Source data
-- Opening Marker --

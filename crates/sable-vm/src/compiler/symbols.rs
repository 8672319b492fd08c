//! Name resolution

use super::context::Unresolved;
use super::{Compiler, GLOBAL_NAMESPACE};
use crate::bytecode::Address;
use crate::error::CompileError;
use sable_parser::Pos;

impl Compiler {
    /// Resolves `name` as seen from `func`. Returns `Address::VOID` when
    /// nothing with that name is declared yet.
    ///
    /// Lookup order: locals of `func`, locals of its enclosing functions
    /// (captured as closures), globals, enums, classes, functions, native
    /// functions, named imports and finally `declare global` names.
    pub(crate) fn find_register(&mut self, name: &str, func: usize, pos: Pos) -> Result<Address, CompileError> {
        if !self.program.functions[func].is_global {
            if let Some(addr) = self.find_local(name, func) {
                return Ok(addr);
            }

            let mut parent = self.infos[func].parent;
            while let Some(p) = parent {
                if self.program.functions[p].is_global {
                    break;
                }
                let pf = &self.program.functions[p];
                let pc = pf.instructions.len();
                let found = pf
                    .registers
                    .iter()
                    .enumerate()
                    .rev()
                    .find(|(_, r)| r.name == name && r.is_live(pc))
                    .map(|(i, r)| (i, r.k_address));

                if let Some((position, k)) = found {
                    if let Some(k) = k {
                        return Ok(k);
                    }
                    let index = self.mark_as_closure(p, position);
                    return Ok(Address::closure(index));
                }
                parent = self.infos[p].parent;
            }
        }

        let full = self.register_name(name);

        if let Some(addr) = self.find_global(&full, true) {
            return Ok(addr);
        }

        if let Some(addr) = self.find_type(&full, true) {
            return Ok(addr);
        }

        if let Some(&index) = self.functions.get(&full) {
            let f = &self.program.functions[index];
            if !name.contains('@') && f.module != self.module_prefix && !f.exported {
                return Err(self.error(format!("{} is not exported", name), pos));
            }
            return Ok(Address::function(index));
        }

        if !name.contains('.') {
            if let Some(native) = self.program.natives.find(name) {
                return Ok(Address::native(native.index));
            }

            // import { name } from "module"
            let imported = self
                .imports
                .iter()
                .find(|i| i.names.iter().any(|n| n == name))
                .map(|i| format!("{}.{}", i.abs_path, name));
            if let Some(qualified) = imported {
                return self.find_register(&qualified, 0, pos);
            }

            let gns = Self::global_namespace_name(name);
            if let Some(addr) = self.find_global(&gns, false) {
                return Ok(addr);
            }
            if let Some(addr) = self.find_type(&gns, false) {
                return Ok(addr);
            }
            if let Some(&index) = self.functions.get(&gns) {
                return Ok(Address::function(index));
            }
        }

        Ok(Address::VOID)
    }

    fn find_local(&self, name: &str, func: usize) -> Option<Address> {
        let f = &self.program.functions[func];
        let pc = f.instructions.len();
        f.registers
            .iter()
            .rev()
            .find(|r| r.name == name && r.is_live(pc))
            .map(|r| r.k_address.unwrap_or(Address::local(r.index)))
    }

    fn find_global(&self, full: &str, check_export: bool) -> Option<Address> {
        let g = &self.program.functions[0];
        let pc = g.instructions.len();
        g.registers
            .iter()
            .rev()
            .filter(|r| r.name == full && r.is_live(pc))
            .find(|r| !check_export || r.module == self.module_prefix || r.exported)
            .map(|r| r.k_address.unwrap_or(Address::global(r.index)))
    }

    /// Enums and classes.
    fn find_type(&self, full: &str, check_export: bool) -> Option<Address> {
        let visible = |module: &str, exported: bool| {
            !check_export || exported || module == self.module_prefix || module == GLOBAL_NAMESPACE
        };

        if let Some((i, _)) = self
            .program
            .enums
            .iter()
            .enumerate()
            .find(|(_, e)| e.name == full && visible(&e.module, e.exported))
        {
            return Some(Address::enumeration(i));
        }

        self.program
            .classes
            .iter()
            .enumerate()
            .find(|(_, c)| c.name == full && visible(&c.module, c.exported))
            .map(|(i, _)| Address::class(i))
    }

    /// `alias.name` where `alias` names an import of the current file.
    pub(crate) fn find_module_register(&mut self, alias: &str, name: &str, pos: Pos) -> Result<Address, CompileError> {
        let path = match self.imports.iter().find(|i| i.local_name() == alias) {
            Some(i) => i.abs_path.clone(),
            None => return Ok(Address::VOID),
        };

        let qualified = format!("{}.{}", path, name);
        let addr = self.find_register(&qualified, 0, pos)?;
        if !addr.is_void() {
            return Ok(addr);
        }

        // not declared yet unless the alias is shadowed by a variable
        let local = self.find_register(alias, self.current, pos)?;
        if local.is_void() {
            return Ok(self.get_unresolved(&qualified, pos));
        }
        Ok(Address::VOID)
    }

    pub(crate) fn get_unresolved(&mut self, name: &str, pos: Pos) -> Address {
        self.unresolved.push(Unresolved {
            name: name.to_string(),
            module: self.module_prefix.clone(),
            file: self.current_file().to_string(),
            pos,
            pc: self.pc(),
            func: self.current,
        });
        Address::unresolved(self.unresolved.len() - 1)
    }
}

-- Closing Marker --

● What you need to do
Write out the data again, exactly and in full.

● Response box
filename crates/sable-vm/src/compiler/symbols.rs
repository 8672319b492fd08c
//! Name resolution

use super::context::Unresolved;
use super::{Compiler, GLOBAL_NAMESPACE};
use crate::bytecode::Address;
use crate::error::CompileError;
use sable_parser::Pos;

impl Compiler {
    /// Resolves `name` as seen from `func`. Returns `Address::VOID` when
    /// nothing with that name is declared yet.
    ///
    /// Lookup order: locals of `func`, locals of its enclosing functions
    /// (captured as closures), globals, enums, classes, functions, native
    /// functions, named imports and finally `declare global` names.
    pub(crate) fn find_register(&mut self, name: &str, func: usize, pos: Pos) -> Result<Address, CompileError> {
        if !self.program.functions[func].is_global {
            if let Some(addr) = self.find_local(name, func) {
                return Ok(addr);
            }

            let mut parent = self.infos[func].parent;
            while let Some(p) = parent {
                if self.program.functions[p].is_global {
                    break;
                }
                let pf = &self.program.functions[p];
                let pc = pf.instructions.len();
                let found = pf
                    .registers
                    .iter()
                    .enumerate()
                    .rev()
                    .find(|(_, r)| r.name == name && r.is_live(pc))
                    .map(|(i, r)| (i, r.k_address));

                if let Some((position, k)) = found {
                    if let Some(k) = k {
                        return Ok(k);
                    }
                    let index = self.mark_as_closure(p, position);
                    return Ok(Address::closure(index));
                }
                parent = self.infos[p].parent;
            }
        }

        let full = self.register_name(name);

        if let Some(addr) = self.find_global(&full, true) {
            return Ok(addr);
        }

        if let Some(addr) = self.find_type(&full, true) {
            return Ok(addr);
        }

        if let Some(&index) = self.functions.get(&full) {
            let f = &self.program.functions[index];
            if !name.contains('@') && f.module != self.module_prefix && !f.exported {
                return Err(self.error(format!("{} is not exported", name), pos));
            }
            return Ok(Address::function(index));
        }

        if !name.contains('.') {
            if let Some(native) = self.program.natives.find(name) {
                return Ok(Address::native(native.index));
            }

            // import { name } from "module"
            let imported = self
                .imports
                .iter()
                .find(|i| i.names.iter().any(|n| n == name))
                .map(|i| format!("{}.{}", i.abs_path, name));
            if let Some(qualified) = imported {
                return self.find_register(&qualified, 0, pos);
            }

            let gns = Self::global_namespace_name(name);
            if let Some(addr) = self.find_global(&gns, false) {
                return Ok(addr);
            }
            if let Some(addr) = self.find_type(&gns, false) {
                return Ok(addr);
            }
            if let Some(&index) = self.functions.get(&gns) {
                return Ok(Address::function(index));
            }
        }

        Ok(Address::VOID)
    }

    fn find_local(&self, name: &str, func: usize) -> Option<Address> {
        let f = &self.program.functions[func];
        let pc = f.instructions.len();
        f.registers
            .iter()
            .rev()
            .find(|r| r.name == name && r.is_live(pc))
            .map(|r| r.k_address.unwrap_or(Address::local(r.index)))
    }

    fn find_global(&self, full: &str, check_export: bool) -> Option<Address> {
        let g = &self.program.functions[0];
        let pc = g.instructions.len();
        g.registers
            .iter()
            .rev()
            .filter(|r| r.name == full && r.is_live(pc))
            .find(|r| !check_export || r.module == self.module_prefix || r.exported)
            .map(|r| r.k_address.unwrap_or(Address::global(r.index)))
    }

    /// Enums and classes.
    fn find_type(&self, full: &str, check_export: bool) -> Option<Address> {
        let visible = |module: &str, exported: bool| {
            !check_export || exported || module == self.module_prefix || module == GLOBAL_NAMESPACE
        };

        if let Some((i, _)) = self
            .program
            .enums
            .iter()
            .enumerate()
            .find(|(_, e)| e.name == full && visible(&e.module, e.exported))
        {
            return Some(Address::enumeration(i));
        }

        self.program
            .classes
            .iter()
            .enumerate()
            .find(|(_, c)| c.name == full && visible(&c.module, c.exported))
            .map(|(i, _)| Address::class(i))
    }

    /// `alias.name` where `alias` names an import of the current file.
    pub(crate) fn find_module_register(&mut self, alias: &str, name: &str, pos: Pos) -> Result<Address, CompileError> {
        let path = match self.imports.iter().find(|i| i.local_name() == alias) {
            Some(i) => i.abs_path.clone(),
            None => return Ok(Address::VOID),
        };

        let qualified = format!("{}.{}", path, name);
        let addr = self.find_register(&qualified, 0, pos)?;
        if !addr.is_void() {
            return Ok(addr);
        }

        // not declared yet unless the alias is shadowed by a variable
        let local = self.find_register(alias, self.current, pos)?;
        if local.is_void() {
            return Ok(self.get_unresolved(&qualified, pos));
        }
        Ok(Address::VOID)
    }

    pub(crate) fn get_unresolved(&mut self, name: &str, pos: Pos) -> Address {
        self.unresolved.push(Unresolved {
            name: name.to_string(),
            module: self.module_prefix.clone(),
            file: self.current_file().to_string(),
            pos,
            pc: self.pc(),
            func: self.current,
        });
        Address::unresolved(self.unresolved.len() - 1)
    }
}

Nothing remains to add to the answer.